= Beginning of Section =
use thiserror::Error;

use crate::repository::errors::RepositoryError;

pub mod approvals;
pub mod catalog;
pub mod lists;
pub mod submissions;

/// Errors surfaced to callers of the service layer.
#[derive(Debug, Error)]
pub enum ServiceError {
    /// The caller lacks the required role or list access.
    #[error("unauthorized")]
    Unauthorized,
    /// The referenced record does not exist in the caller's hub.
    #[error("not found")]
    NotFound,
    /// A uniqueness or referential rule was violated.
    #[error("{0}")]
    Conflict(String),
    /// A state transition was attempted from a non-eligible state.
    #[error("{0}")]
    InvalidState(String),
    /// The caller supplied a value the operation cannot accept.
    #[error("{0}")]
    InvalidArgument(String),
    /// The submitted payload failed validation.
    #[error("{0}")]
    Form(String),
    /// Anything unexpected from the storage layer.
    #[error("internal error: {0}")]
    Internal(String),
}

impl From<RepositoryError> for ServiceError {
    fn from(err: RepositoryError) -> Self {
        match err {
            RepositoryError::NotFound => Self::NotFound,
            RepositoryError::Conflict(message) => Self::Conflict(message),
            RepositoryError::InvalidState(message) => Self::InvalidState(message),
            RepositoryError::InvalidArgument(message) => Self::InvalidArgument(message),
            other => Self::Internal(other.to_string()),
        }
    }
}

/// Convenience alias for service operations.
pub type ServiceResult<T> = Result<T, ServiceError>;
use chrono::NaiveDateTime;
use diesel::prelude::*;

use crate::domain::list_entry::{ListEntry as DomainListEntry, UpsertListEntry};
use crate::models::{quantity_from_db, quantity_to_db};
use crate::repository::errors::RepositoryResult;

#[derive(Debug, Clone, Identifiable, Queryable, Selectable)]
#[diesel(table_name = crate::schema::list_entries)]
pub struct ListEntry {
    pub id: i32,
    pub list_id: i32,
    pub item_id: i32,
    pub current_quantity: String,
    pub minimum_quantity: String,
    pub uses_batch_threshold: bool,
    pub batch_size: Option<String>,
    pub last_submitted_at: Option<NaiveDateTime>,
    pub last_submitted_by: Option<String>,
    pub created_at: NaiveDateTime,
    pub updated_at: NaiveDateTime,
}

#[derive(Insertable)]
#[diesel(table_name = crate::schema::list_entries)]
pub struct NewListEntry {
    pub list_id: i32,
    pub item_id: i32,
    pub current_quantity: String,
    pub minimum_quantity: String,
    pub uses_batch_threshold: bool,
    pub batch_size: Option<String>,
    pub updated_at: NaiveDateTime,
}

impl ListEntry {
    /// Convert the stored row into the domain type. Fails when a quantity
    /// column does not hold a valid decimal.
    pub fn into_domain(self) -> RepositoryResult<DomainListEntry> {
        Ok(DomainListEntry {
            id: self.id,
            list_id: self.list_id,
            item_id: self.item_id,
            current_quantity: quantity_from_db(&self.current_quantity)?,
            minimum_quantity: quantity_from_db(&self.minimum_quantity)?,
            uses_batch_threshold: self.uses_batch_threshold,
            batch_size: self
                .batch_size
                .as_deref()
                .map(quantity_from_db)
                .transpose()?,
            last_submitted_at: self.last_submitted_at,
            last_submitted_by: self.last_submitted_by,
            created_at: self.created_at,
            updated_at: self.updated_at,
        })
    }
}

impl NewListEntry {
    /// Build an insert payload for a fresh entry; the current quantity
    /// starts at zero and is only ever changed by submissions.
    pub fn from_config(list_id: i32, item_id: i32, config: &UpsertListEntry) -> Self {
        Self {
            list_id,
            item_id,
            current_quantity: "0".to_string(),
            minimum_quantity: quantity_to_db(config.minimum_quantity),
            uses_batch_threshold: config.uses_batch_threshold,
            batch_size: config.batch_size.map(quantity_to_db),
            updated_at: config.updated_at,
        }
    }
}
= End of Section =
→ What you have to do
Type out the whole of the data again, exactly as shown.

→ Reply to the exercise
use thiserror::Error;

use crate::repository::errors::RepositoryError;

pub mod approvals;
pub mod catalog;
pub mod lists;
pub mod submissions;

/// Errors surfaced to callers of the service layer.
#[derive(Debug, Error)]
pub enum ServiceError {
    /// The caller lacks the required role or list access.
    #[error("unauthorized")]
    Unauthorized,
    /// The referenced record does not exist in the caller's hub.
    #[error("not found")]
    NotFound,
    /// A uniqueness or referential rule was violated.
    #[error("{0}")]
    Conflict(String),
    /// A state transition was attempted from a non-eligible state.
    #[error("{0}")]
    InvalidState(String),
    /// The caller supplied a value the operation cannot accept.
    #[error("{0}")]
    InvalidArgument(String),
    /// The submitted payload failed validation.
    #[error("{0}")]
    Form(String),
    /// Anything unexpected from the storage layer.
    #[error("internal error: {0}")]
    Internal(String),
}

impl From<RepositoryError> for ServiceError {
    fn from(err: RepositoryError) -> Self {
        match err {
            RepositoryError::NotFound => Self::NotFound,
            RepositoryError::Conflict(message) => Self::Conflict(message),
            RepositoryError::InvalidState(message) => Self::InvalidState(message),
            RepositoryError::InvalidArgument(message) => Self::InvalidArgument(message),
            other => Self::Internal(other.to_string()),
        }
    }
}

/// Convenience alias for service operations.
pub type ServiceResult<T> = Result<T, ServiceError>;
use chrono::NaiveDateTime;
use diesel::prelude::*;

use crate::domain::list_entry::{ListEntry as DomainListEntry, UpsertListEntry};
use crate::models::{quantity_from_db, quantity_to_db};
use crate::repository::errors::RepositoryResult;

#[derive(Debug, Clone, Identifiable, Queryable, Selectable)]
#[diesel(table_name = crate::schema::list_entries)]
pub struct ListEntry {
    pub id: i32,
    pub list_id: i32,
    pub item_id: i32,
    pub current_quantity: String,
    pub minimum_quantity: String,
    pub uses_batch_threshold: bool,
    pub batch_size: Option<String>,
    pub last_submitted_at: Option<NaiveDateTime>,
    pub last_submitted_by: Option<String>,
    pub created_at: NaiveDateTime,
    pub updated_at: NaiveDateTime,
}

#[derive(Insertable)]
#[diesel(table_name = crate::schema::list_entries)]
pub struct NewListEntry {
    pub list_id: i32,
    pub item_id: i32,
    pub current_quantity: String,
    pub minimum_quantity: String,
    pub uses_batch_threshold: bool,
    pub batch_size: Option<String>,
    pub updated_at: NaiveDateTime,
}

impl ListEntry {
    /// Convert the stored row into the domain type. Fails when a quantity
    /// column does not hold a valid decimal.
    pub fn into_domain(self) -> RepositoryResult<DomainListEntry> {
        Ok(DomainListEntry {
            id: self.id,
            list_id: self.list_id,
            item_id: self.item_id,
            current_quantity: quantity_from_db(&self.current_quantity)?,
            minimum_quantity: quantity_from_db(&self.minimum_quantity)?,
            uses_batch_threshold: self.uses_batch_threshold,
            batch_size: self
                .batch_size
                .as_deref()
                .map(quantity_from_db)
                .transpose()?,
            last_submitted_at: self.last_submitted_at,
            last_submitted_by: self.last_submitted_by,
            created_at: self.created_at,
            updated_at: self.updated_at,
        })
    }
}

impl NewListEntry {
    /// Build an insert payload for a fresh entry; the current quantity
    /// starts at zero and is only ever changed by submissions.
    pub fn from_config(list_id: i32, item_id: i32, config: &UpsertListEntry) -> Self {
        Self {
            list_id,
            item_id,
            current_quantity: "0".to_string(),
            minimum_quantity: quantity_to_db(config.minimum_quantity),
            uses_batch_threshold: config.uses_batch_threshold,
            batch_size: config.batch_size.map(quantity_to_db),
            updated_at: config.updated_at,
        }
    }
}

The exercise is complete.